General Pervez Musharraf has expressed fondness for the Lashkar-e-Taiba, and said he was the ‘biggest supporter’ of the group and its founder Hafiz Saeed.
Strategic circles in India and perhaps around the world appear to have been shocked by a recent interview given by former Pakistan President General Pervez Musharraf. He said that there was much mutual fondness between him and the Lashkar-e-Taiba (LeT), the internationally-branded terrorist organisation based in Pakistan.
General Musharraf went on to say that he was the “biggest supporter” of the LeT and its founder, Hafiz Saeed, and asserted that he backs the terror group’s role in “suppressing” the Indian Army in Kashmir. That a former President of Pakistan is admitting to this, and the fact he exploited the LeT to contest the Army of a neighboring country, is tantamount to a full admission of state-sponsored terror by Pakistan in J&K. Not that this needed any confirmation; it’s the timing that is interesting, as is the personality stating this.
There was a time, between 2003 and 2007, when India was negotiating with Musharraf, perceiving a change of heart in Pakistan. Backroom channels were abuzz for over four years after he declared a unilateral ceasefire along the LoC in November 2003. There was even talk of a mutual withdrawal from the Siachen Glacier, which mercifully was never accepted by the Indian Army brass. All this was on the basis of what appeared as a transformed General Musharraf looking for true peace, under the shadow of India’s outstanding leader, then-Prime Minister Atal Bihari Vajpayee.

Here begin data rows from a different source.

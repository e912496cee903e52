use std::collections::HashMap;
use std::path::PathBuf;
use std::time::Duration;

use serde::Serialize;

use crate::error::{ReplayError, Result};

/// Top-level configuration, resolved from the process environment.
///
/// `CAMERA_1_URL`, `CAMERA_2_URL`, … are read consecutively until the first
/// missing index; every other key has a default. An optional env file
/// (`config.env`) is loaded by the CLI before this runs.
#[derive(Debug, Clone)]
pub struct Config {
    /// Cameras in index order (`camera_1`, `camera_2`, …).
    pub cameras: Vec<CameraConfig>,
    /// Seconds per encoder segment.
    pub chunk_seconds: u64,
    /// Rolling window bound per camera, in seconds.
    pub buffer_seconds: u64,
    /// Default clip length in seconds; must be ≤ `buffer_seconds`.
    pub clip_seconds: u64,
    /// RTSP transport handed to the encoder (`tcp` or `udp`).
    pub rtsp_transport: String,
    /// Scratch root on RAM-backed storage; per-camera subdirectories below.
    pub temp_dir: PathBuf,
    /// Durable output root for finished clips.
    pub clips_dir: PathBuf,
    /// Encoder reconnect policy.
    pub reconnect: ReconnectConfig,
    /// Which trigger front-ends to start.
    pub trigger_mode: TriggerMode,
    /// HTTP trigger port (only used in `http` mode).
    pub http_port: u16,
    /// Log filter (`info`, `debug`, …) unless `RUST_LOG` overrides it.
    pub log_level: String,
    /// Console log format.
    pub log_format: LogFormat,
    /// Encoder codec parameters, passed through to the child.
    pub encoder: EncoderConfig,
}

/// Per-camera configuration derived from `CAMERA_<n>_URL`.
#[derive(Debug, Clone, Serialize)]
pub struct CameraConfig {
    /// Stable identifier: `camera_<n>`. Used for directory and file naming.
    pub id: String,
    /// RTSP URL of the camera stream.
    pub url: String,
    /// Scratch directory this camera's encoder writes segments into.
    pub scratch_dir: PathBuf,
}

/// Exponential back-off policy for encoder restarts.
#[derive(Debug, Clone)]
pub struct ReconnectConfig {
    pub initial_delay: Duration,
    pub max_delay: Duration,
    /// 0 = unbounded.
    pub max_attempts: u32,
}

#[derive(Debug, Clone, Copy, PartialEq, Eq)]
pub enum TriggerMode {
    Keyboard,
    Http,
}

#[derive(Debug, Clone, Copy, PartialEq, Eq)]
pub enum LogFormat {
    Json,
    Text,
}

/// H.264 parameters passed to the encoder child.
#[derive(Debug, Clone)]
pub struct EncoderConfig {
    /// Forced keyframe interval in seconds (segment cuts land on these).
    pub keyframe_interval: u32,
    pub preset: String,
    pub crf: u32,
}

impl Config {
    /// Resolve configuration from the process environment.
    pub fn from_env() -> Result<Self> {
        Self::from_lookup(&|key| std::env::var(key).ok())
    }

    /// Resolve configuration through an arbitrary key lookup.
    pub fn from_lookup(lookup: &dyn Fn(&str) -> Option<String>) -> Result<Self> {
        let mut urls = Vec::new();
        let mut n = 1;
        while let Some(url) = lookup(&format!("CAMERA_{n}_URL")) {
            urls.push(url);
            n += 1;
        }

        let chunk_seconds = parse_u64(lookup, "CHUNK_DURATION", 5)?;
        let buffer_seconds = parse_u64(lookup, "BUFFER_SECONDS", 30)?;
        let clip_seconds = parse_u64(lookup, "FINAL_CLIP_DURATION", 25)?;

        let temp_dir = resolve_temp_dir(lookup);
        let clips_dir = PathBuf::from(
            lookup("CLIPS_DIR").unwrap_or_else(|| "./clips".to_string()),
        );

        let cameras = urls
            .iter()
            .enumerate()
            .map(|(i, url)| {
                let id = format!("camera_{}", i + 1);
                let scratch_dir = temp_dir.join(&id);
                CameraConfig { id, url: url.clone(), scratch_dir }
            })
            .collect();

        let trigger_mode = match lookup("TRIGGER_MODE").as_deref() {
            None | Some("keyboard") => TriggerMode::Keyboard,
            Some("http") => TriggerMode::Http,
            Some(other) => {
                return Err(ReplayError::Config(format!(
                    "TRIGGER_MODE must be 'keyboard' or 'http', got '{other}'"
                )));
            }
        };

        let log_format = match lookup("LOG_FORMAT").as_deref() {
            None | Some("json") => LogFormat::Json,
            Some("text") => LogFormat::Text,
            Some(other) => {
                return Err(ReplayError::Config(format!(
                    "LOG_FORMAT must be 'json' or 'text', got '{other}'"
                )));
            }
        };

        let config = Config {
            cameras,
            chunk_seconds,
            buffer_seconds,
            clip_seconds,
            rtsp_transport: lookup("RTSP_TRANSPORT").unwrap_or_else(|| "tcp".to_string()),
            temp_dir,
            clips_dir,
            reconnect: ReconnectConfig {
                initial_delay: Duration::from_secs(parse_u64(
                    lookup,
                    "RECONNECT_INITIAL_DELAY",
                    2,
                )?),
                max_delay: Duration::from_secs(parse_u64(lookup, "RECONNECT_MAX_DELAY", 30)?),
                max_attempts: parse_u64(lookup, "RECONNECT_MAX_ATTEMPTS", 0)? as u32,
            },
            trigger_mode,
            http_port: parse_u64(lookup, "HTTP_PORT", 8080)? as u16,
            log_level: lookup("LOG_LEVEL").unwrap_or_else(|| "info".to_string()),
            log_format,
            encoder: EncoderConfig {
                keyframe_interval: parse_u64(lookup, "FFMPEG_KEYFRAME_INTERVAL", 1)? as u32,
                preset: lookup("FFMPEG_PRESET").unwrap_or_else(|| "ultrafast".to_string()),
                crf: parse_u64(lookup, "FFMPEG_CRF", 23)? as u32,
            },
        };

        config.validate()?;
        Ok(config)
    }

    fn validate(&self) -> Result<()> {
        if self.cameras.is_empty() {
            return Err(ReplayError::Config(
                "No cameras configured. Set at least CAMERA_1_URL.".into(),
            ));
        }
        for cam in &self.cameras {
            if !cam.url.starts_with("rtsp://") {
                return Err(ReplayError::Config(format!(
                    "URL for {} must start with 'rtsp://'",
                    cam.id
                )));
            }
        }
        if self.chunk_seconds == 0 {
            return Err(ReplayError::Config("CHUNK_DURATION must be > 0".into()));
        }
        if self.buffer_seconds == 0 {
            return Err(ReplayError::Config("BUFFER_SECONDS must be > 0".into()));
        }
        if self.clip_seconds == 0 {
            return Err(ReplayError::Config("FINAL_CLIP_DURATION must be > 0".into()));
        }
        if self.clip_seconds > self.buffer_seconds {
            return Err(ReplayError::Config(
                "FINAL_CLIP_DURATION cannot exceed BUFFER_SECONDS".into(),
            ));
        }
        Ok(())
    }

    /// Create the scratch root, clips directory and per-camera scratch
    /// subdirectories. Called once at startup, after validation.
    pub fn ensure_directories(&self) -> Result<()> {
        std::fs::create_dir_all(&self.temp_dir)
            .map_err(|e| ReplayError::Config(format!("Cannot create temp dir: {e}")))?;
        std::fs::create_dir_all(&self.clips_dir)
            .map_err(|e| ReplayError::Config(format!("Cannot create clips dir: {e}")))?;
        for cam in &self.cameras {
            std::fs::create_dir_all(&cam.scratch_dir).map_err(|e| {
                ReplayError::Config(format!("Cannot create scratch dir for {}: {e}", cam.id))
            })?;
        }
        Ok(())
    }

    /// Number of whole chunks the rolling window holds.
    pub fn window_chunks(&self) -> u64 {
        self.buffer_seconds / self.chunk_seconds.max(1)
    }

    pub fn camera(&self, camera_id: &str) -> Option<&CameraConfig> {
        self.cameras.iter().find(|c| c.id == camera_id)
    }
}

fn parse_u64(lookup: &dyn Fn(&str) -> Option<String>, key: &str, default: u64) -> Result<u64> {
    match lookup(key) {
        None => Ok(default),
        Some(raw) => raw
            .trim()
            .parse::<u64>()
            .map_err(|_| ReplayError::Config(format!("{key} must be an integer, got '{raw}'"))),
    }
}

/// Pick the scratch root: explicit `TEMP_DIR`, else tmpfs on Linux
/// (`/dev/shm` when present), a RAM disk or `%TEMP%` on Windows, `/tmp`
/// elsewhere.
fn resolve_temp_dir(lookup: &dyn Fn(&str) -> Option<String>) -> PathBuf {
    if let Some(dir) = lookup("TEMP_DIR") {
        return PathBuf::from(dir);
    }

    #[cfg(target_os = "linux")]
    {
        if std::path::Path::new("/dev/shm").exists() {
            return PathBuf::from("/dev/shm/video_buffer");
        }
        PathBuf::from("/tmp/video_buffer")
    }

    #[cfg(target_os = "windows")]
    {
        let use_ramdisk = lookup("USE_WINDOWS_RAMDISK")
            .map(|v| v.eq_ignore_ascii_case("true"))
            .unwrap_or(false);
        if use_ramdisk {
            return PathBuf::from("R:/video_buffer");
        }
        let base = lookup("TEMP").unwrap_or_else(|| "C:/temp".to_string());
        PathBuf::from(base).join("video_buffer")
    }

    #[cfg(not(any(target_os = "linux", target_os = "windows")))]
    {
        PathBuf::from("/tmp/video_buffer")
    }
}

/// Lookup over a fixed map; the test-suite counterpart of `from_env`.
pub fn lookup_from_map(map: HashMap<String, String>) -> impl Fn(&str) -> Option<String> {
    move |key| map.get(key).cloned()
}
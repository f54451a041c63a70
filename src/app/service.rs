//! Application service: the hexagonal core.
//!
//! [`PanelService`] owns the arm state, the reusable status frame and the
//! cycle scheduler. All I/O flows through port traits injected at call
//! sites, making the entire service testable with mock adapters.
//!
//! ```text
//!  SensorPort ──▶ ┌────────────────────────┐ ──▶ EventSink
//!                 │      PanelService      │
//! DisplayPort ◀── │ reduce · arm · encode  │ ──▶ SerialPort (primary, debug)
//!                 └────────────────────────┘
//!                            ▲
//!                        ClockPort
//! ```

use log::info;

use crate::config::SystemConfig;
use crate::panel::{self, ArmState, KnownTags};
use crate::protocol::{self, StatusFrame, StatusRecord};
use crate::scheduler::{CycleScheduler, Poll};
use crate::sensors::{self, Thresholds};

use super::events::AppEvent;
use super::ports::{ClockPort, DisplayPort, EventSink, Notice, SensorPort, SerialPort};

/// What one cycle produced.
#[derive(Debug, Clone, Copy, PartialEq, Eq)]
pub struct CycleReport {
    pub record: StatusRecord,
    pub state: ArmState,
    /// Whether the frame went out on the primary link.
    pub sent: bool,
}

// ───────────────────────────────────────────────────────────────
// PanelService
// ───────────────────────────────────────────────────────────────

pub struct PanelService {
    state: ArmState,
    known: KnownTags,
    thresholds: Thresholds,
    scheduler: CycleScheduler,
    /// Rewritten in place every cycle.
    frame: StatusFrame,
    last_record: StatusRecord,
    cycle_count: u64,
    frames_sent: u64,
    frames_dropped: u64,
}

impl PanelService {
    /// Construct the service from configuration. Starts unarmed.
    pub fn new(config: &SystemConfig) -> Self {
        Self {
            state: ArmState::Unarmed,
            known: KnownTags::from(config),
            thresholds: Thresholds::from(config),
            scheduler: CycleScheduler::new(config.cycle_interval_ms),
            frame: StatusFrame::default(),
            last_record: StatusRecord::default(),
            cycle_count: 0,
            frames_sent: 0,
            frames_dropped: 0,
        }
    }

    // ── Lifecycle ─────────────────────────────────────────────

    /// Anchor the cycle cadence at `now_ms`; the first cycle runs one
    /// interval later.
    pub fn start(&mut self, now_ms: u64, sink: &mut impl EventSink) {
        self.scheduler.start(now_ms);
        sink.emit(&AppEvent::Started(self.state));
        info!(
            "PanelService started ({:?}, cycle every {} ms)",
            self.state,
            self.scheduler.interval_ms()
        );
    }

    // ── Per-cycle orchestration ───────────────────────────────

    /// Block on the clock until the next cycle is due, then run it.
    pub fn wait_and_tick(
        &mut self,
        clock: &mut impl ClockPort,
        hw: &mut (impl SensorPort + DisplayPort),
        primary: &mut impl SerialPort,
        debug: &mut impl SerialPort,
        sink: &mut impl EventSink,
    ) -> CycleReport {
        loop {
            match self.scheduler.poll(clock.now_ms()) {
                Poll::Due => return self.tick(hw, primary, debug, sink),
                Poll::WaitMs(ms) => clock.delay_ms(ms),
            }
        }
    }

    /// Run one full cycle: read → reduce → arm → encode → notify → publish.
    ///
    /// The `hw` parameter satisfies **both** [`SensorPort`] and
    /// [`DisplayPort`]; the LCD and the sensors share one adapter.
    pub fn tick(
        &mut self,
        hw: &mut (impl SensorPort + DisplayPort),
        primary: &mut impl SerialPort,
        debug: &mut impl SerialPort,
        sink: &mut impl EventSink,
    ) -> CycleReport {
        self.cycle_count += 1;

        // 1. Sensors
        let raw = hw.read_raw();
        let events = sensors::reduce(&raw, &self.thresholds);

        // 2. Arm state
        let next = panel::transition(self.state, events.tag, &self.known);
        if let Some(tag) = events.tag {
            if next == self.state {
                sink.emit(&AppEvent::UnknownTag(tag));
            } else {
                sink.emit(&AppEvent::ArmStateChanged {
                    from: self.state,
                    to: next,
                    tag,
                });
                if next == ArmState::Unarmed {
                    hw.clear();
                }
                self.state = next;
            }
        }

        // 3. Encode from the updated state
        let record = protocol::encode(self.state, &events);

        // 4. Notices for alarms that were not up last cycle
        for notice in new_notices(&self.last_record, &record) {
            hw.show(notice);
        }

        // 5. Frame and transmit
        record.write_to(&mut self.frame);
        sink.emit(&AppEvent::Status(record));
        let sent = protocol::publish(&self.frame, primary, debug);
        if sent {
            self.frames_sent += 1;
        } else {
            self.frames_dropped += 1;
        }
        self.last_record = record;

        CycleReport {
            record,
            state: self.state,
            sent,
        }
    }

    // ── Queries ───────────────────────────────────────────────

    pub fn state(&self) -> ArmState {
        self.state
    }

    /// Cycles executed since construction.
    pub fn cycle_count(&self) -> u64 {
        self.cycle_count
    }

    pub fn frames_sent(&self) -> u64 {
        self.frames_sent
    }

    pub fn frames_dropped(&self) -> u64 {
        self.frames_dropped
    }

    pub fn last_record(&self) -> StatusRecord {
        self.last_record
    }

    /// The frame buffer as written by the last cycle.
    pub fn frame(&self) -> &StatusFrame {
        &self.frame
    }
}

/// Rising edges between two records, in LCD order.
fn new_notices(prev: &StatusRecord, now: &StatusRecord) -> impl Iterator<Item = Notice> {
    [
        (prev.door, now.door, Notice::DoorOpened),
        (prev.smoke, now.smoke, Notice::SmokeDetected),
        (prev.humidity, now.humidity, Notice::WaterDetected),
        (prev.motion, now.motion, Notice::MotionDetected),
    ]
    .into_iter()
    .filter(|&(was, is, _)| is && !was)
    .map(|(_, _, notice)| notice)
}
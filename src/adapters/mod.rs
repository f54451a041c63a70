//! Adapters: concrete implementations of the hexagonal port traits.
//!
//! | Adapter    | Implements          | Connects to                |
//! |------------|---------------------|----------------------------|
//! | `hardware` | SensorPort          | DHT11, MQ-2, contacts, RFID|
//! |            | DisplayPort         | HD44780 LCD                |
//! | `serial`   | SerialPort          | Companion / debug UARTs    |
//! | `log_sink` | EventSink           | Serial log output          |
//! | `nvs`      | ConfigPort          | NVS / in-memory store      |
//! | `time`     | ClockPort           | ESP32 system timer         |

pub mod hardware;
pub mod log_sink;
pub mod nvs;
pub mod serial;
pub mod time;
//! Unified error types for the security panel firmware.
//!
//! Driver-level failures (`SensorError`, `LinkError`, peripheral
//! bring-up) convert into the single `Error` enum that `main` sees. All
//! variants are `Copy` so they can be passed around without allocation.
//! Configuration storage has its own port-level
//! [`ConfigError`](crate::app::ports::ConfigError).
//!
//! Note that none of these ever reach the companion link: a malformed
//! status frame is dropped silently, and an unknown RFID tag is not an
//! error at all.

use core::fmt;

// ---------------------------------------------------------------------------
// Top-level firmware error
// ---------------------------------------------------------------------------

/// Firmware-level error returned across driver boundaries.
#[derive(Debug, Clone, Copy, PartialEq, Eq)]
pub enum Error {
    /// A sensor could not be read or returned malformed data.
    Sensor(SensorError),
    /// A serial link (companion, debug console, RFID UART) failed.
    Link(LinkError),
    /// Peripheral initialisation failed (names the peripheral).
    Init(&'static str),
}

impl fmt::Display for Error {
    fn fmt(&self, f: &mut fmt::Formatter<'_>) -> fmt::Result {
        match self {
            Self::Sensor(e) => write!(f, "sensor: {e}"),
            Self::Link(e) => write!(f, "link: {e}"),
            Self::Init(what) => write!(f, "init: {what}"),
        }
    }
}

// ---------------------------------------------------------------------------
// Sensor errors
// ---------------------------------------------------------------------------

#[derive(Debug, Clone, Copy, PartialEq, Eq)]
pub enum SensorError {
    /// ADC read returned an error or timed out.
    AdcReadFailed,
    /// The sensor did not answer within its protocol window.
    Timeout,
    /// A framed reading failed its checksum.
    ChecksumMismatch,
    /// Reading is outside the physically plausible range.
    OutOfRange,
}

impl fmt::Display for SensorError {
    fn fmt(&self, f: &mut fmt::Formatter<'_>) -> fmt::Result {
        match self {
            Self::AdcReadFailed => write!(f, "ADC read failed"),
            Self::Timeout => write!(f, "sensor timed out"),
            Self::ChecksumMismatch => write!(f, "checksum mismatch"),
            Self::OutOfRange => write!(f, "reading out of range"),
        }
    }
}

impl core::error::Error for Error {}

impl From<SensorError> for Error {
    fn from(e: SensorError) -> Self {
        Self::Sensor(e)
    }
}

// ---------------------------------------------------------------------------
// Serial link errors
// ---------------------------------------------------------------------------

#[derive(Debug, Clone, Copy, PartialEq, Eq)]
pub enum LinkError {
    /// UART driver install or pin routing failed.
    UartInitFailed(i32),
    /// Fewer bytes were queued than requested.
    ShortWrite { written: usize, expected: usize },
    /// UART read returned an error code.
    ReadFailed(i32),
}

impl fmt::Display for LinkError {
    fn fmt(&self, f: &mut fmt::Formatter<'_>) -> fmt::Result {
        match self {
            Self::UartInitFailed(rc) => write!(f, "UART init failed (rc={rc})"),
            Self::ShortWrite { written, expected } => {
                write!(f, "short write ({written}/{expected} bytes)")
            }
            Self::ReadFailed(rc) => write!(f, "UART read failed (rc={rc})"),
        }
    }
}

impl From<LinkError> for Error {
    fn from(e: LinkError) -> Self {
        Self::Link(e)
    }
}

// ---------------------------------------------------------------------------
// Convenience Result alias
// ---------------------------------------------------------------------------

/// Firmware-wide `Result` alias.
pub type Result<T> = core::result::Result<T, Error>;
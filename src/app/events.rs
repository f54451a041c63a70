//! Outbound application events.
//!
//! The [`PanelService`](super::service::PanelService) emits these through
//! the [`EventSink`](super::ports::EventSink) port. Frame validation
//! outcomes are deliberately absent: a dropped frame leaves no trace.

use crate::panel::{ArmState, TagId};
use crate::protocol::StatusRecord;

/// Structured events emitted by the application core.
#[derive(Debug, Clone, PartialEq, Eq)]
pub enum AppEvent {
    /// The service has started (carries the initial arm state).
    Started(ArmState),

    /// A known tag toggled the arm state.
    ArmStateChanged {
        from: ArmState,
        to: ArmState,
        tag: TagId,
    },

    /// A complete tag frame arrived but the id is not provisioned.
    UnknownTag(TagId),

    /// The record built this cycle.
    Status(StatusRecord),
}
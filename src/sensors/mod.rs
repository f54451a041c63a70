//! Sensor subsystem: individual drivers, the aggregating [`SensorHub`],
//! and the per-cycle reduction from raw readings to boolean events.
//!
//! The hub produces a [`RawReadings`] snapshot each cycle. [`reduce`]
//! turns it into [`SensorEvents`] with one fixed rule per sensor: a
//! threshold comparison for humidity and smoke, a level comparison for
//! the door contact and the PIR, and a pass-through for the tag reader.
//! No history, no debouncing, no hysteresis.

pub mod contact;
pub mod humidity;
pub mod rfid;
pub mod smoke;

use crate::config::SystemConfig;
use crate::panel::TagId;
use contact::ContactInputs;
use humidity::HumiditySensor;
use rfid::RfidReader;
use smoke::SmokeSensor;

// ---------------------------------------------------------------------------
// Raw snapshot (written by the hub / SensorPort)
// ---------------------------------------------------------------------------

/// One cycle's worth of raw sensor output.
#[derive(Debug, Clone, Copy, Default, PartialEq, Eq)]
pub struct RawReadings {
    /// Relative humidity from the DHT11 (%).
    pub humidity_percent: u8,
    /// Smoke concentration from the MQ-2 (ppm).
    pub smoke_ppm: u16,
    /// Door contact GPIO level.
    pub door_level: bool,
    /// PIR output GPIO level.
    pub motion_level: bool,
    /// Tag id if the reader delivered a complete frame this cycle.
    pub tag: Option<TagId>,
}

// ---------------------------------------------------------------------------
// Reduction rules
// ---------------------------------------------------------------------------

/// Thresholds and active levels used by [`reduce`].
#[derive(Debug, Clone, Copy, PartialEq, Eq)]
pub struct Thresholds {
    pub humidity_high_percent: u8,
    pub smoke_high_ppm: u16,
    pub door_open_level: bool,
    pub motion_active_level: bool,
}

impl From<&SystemConfig> for Thresholds {
    fn from(config: &SystemConfig) -> Self {
        Self {
            humidity_high_percent: config.humidity_high_percent,
            smoke_high_ppm: config.smoke_high_ppm,
            door_open_level: config.door_open_level,
            motion_active_level: config.motion_active_level,
        }
    }
}

impl Default for Thresholds {
    fn default() -> Self {
        Self::from(&SystemConfig::default())
    }
}

/// Per-cycle boolean events. Transient: recomputed every cycle.
#[derive(Debug, Clone, Copy, Default, PartialEq, Eq)]
pub struct SensorEvents {
    pub humidity_high: bool,
    pub smoke_high: bool,
    pub door_open: bool,
    pub motion_detected: bool,
    pub tag: Option<TagId>,
}

/// Reduce raw readings to events. Independent of the arm state.
pub fn reduce(raw: &RawReadings, th: &Thresholds) -> SensorEvents {
    SensorEvents {
        humidity_high: raw.humidity_percent > th.humidity_high_percent,
        smoke_high: raw.smoke_ppm > th.smoke_high_ppm,
        door_open: raw.door_level == th.door_open_level,
        motion_detected: raw.motion_level == th.motion_active_level,
        tag: raw.tag,
    }
}

// ---------------------------------------------------------------------------
// Hub
// ---------------------------------------------------------------------------

/// Aggregates all sensor drivers and produces a unified snapshot.
pub struct SensorHub {
    pub humidity: HumiditySensor,
    pub smoke: SmokeSensor,
    pub contacts: ContactInputs,
    pub rfid: RfidReader,
}

impl SensorHub {
    /// Construct a new hub. Pass in pre-built drivers (built in main
    /// where peripheral ownership is established).
    pub fn new(
        humidity: HumiditySensor,
        smoke: SmokeSensor,
        contacts: ContactInputs,
        rfid: RfidReader,
    ) -> Self {
        Self {
            humidity,
            smoke,
            contacts,
            rfid,
        }
    }

    /// Read every sensor once, in the panel's fixed order.
    ///
    /// A failed humidity read keeps the previous good value; a single
    /// flaky probe must not stall the cycle.
    pub fn read_all(&mut self) -> RawReadings {
        let tag = self.rfid.poll();
        let door_level = self.contacts.door_level();
        let smoke_ppm = self.smoke.read_ppm();
        let humidity_percent = self.humidity.read_percent();
        let motion_level = self.contacts.motion_level();

        RawReadings {
            humidity_percent,
            smoke_ppm,
            door_level,
            motion_level,
            tag,
        }
    }
}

What gives? Why is Musharraf cozying up to Hafiz Saeed now? The answer lies in the wide open spaces in Pakistan’s political scenario, where the Pakistan People’s Party (PPP) remains a shadow of its past, the Pakistan Muslim League (Nawaz) is in serious internal disruption mode after the ouster of Nawaz Sharif as Prime Minister, and Imran Khan’s Pakistan Tehreek-e-Insaf (PTI) hardly has the capability to go it alone.
This tempted Hafiz Saeed to launch his own political party, the Milli Muslim League (MML), to politically mainstream his rogue terrorist organisation, the Jamaat-ud-Dawa (JuD). The Pakistan Election Commission has yet to officially register the MML, but Yaqoob Sheikh and Liaqat Ali Khan of the MML contested by-elections in NA-120 (Lahore) and NA-4 (Peshawar) respectively as independent candidates; in fact, Yaqoob Sheikh even secured 5,822 votes.
A new organisation, Tehreek Labaik Ya Rasool Allah, which recently swamped the capital Islamabad demanding death sentences for PML-N ministers and the complete dismissal of parliament, has led the latest emergence of ideologically radical parties that have simultaneously surfaced in recent months. The waning political weight of centrist parties is going to be a major challenge going forward.
Musharraf is looking at this challenge as an opportunity. There have been reports of him attempting to patch together a combine of 23 parties of different hues, including the Muttahida Qaumi Movement (MQM) and the Pak Sarzameen Party. He has called this conglomerate ‘Pakistan Awami Ittehad’, but there can be no certainty that partners here will flock together when it comes to the elections next year. Besides, these are strange bedfellows, and the inclusion of parties such as MQM is a shot in the dark. With nothing having crystallised, Musharraf is seizing the moment of Hafiz Saeed’s release from detention in the fond hope that MML will probably fall in line to join his combine.
At the age of 74, Musharraf’s ambitions, the taste of power (with his background of having led Pakistan for over nine years, 1999-2008) and the relatively open space in Pakistan’s political labyrinth are all creating new complexities. It is hard to say which direction all this will take Pakistan in, even as the nation wrestles with issues concerning extremist violence on its streets.
While all this is pre-election machinations, Musharraf’s admission of employing and backing the LeT to fight the Indian Army appears to be opening potential links for future alliance. Does this have the backing of the Pakistani Army? It is quite certain that an admission by its former chief and President of Pakistan of supporting an Islamist organisation to achieve Pakistan’s strategic ambitions is not causing any embarrassment to it.
The Pakistani Army is a past master in handling this through its policy of denial and deft information handling. With supposedly moderate elements, former leaders, political opportunists and the army all in the fray for exploiting political Islam, how the cookie crumbles in Pakistan is anybody’s guess.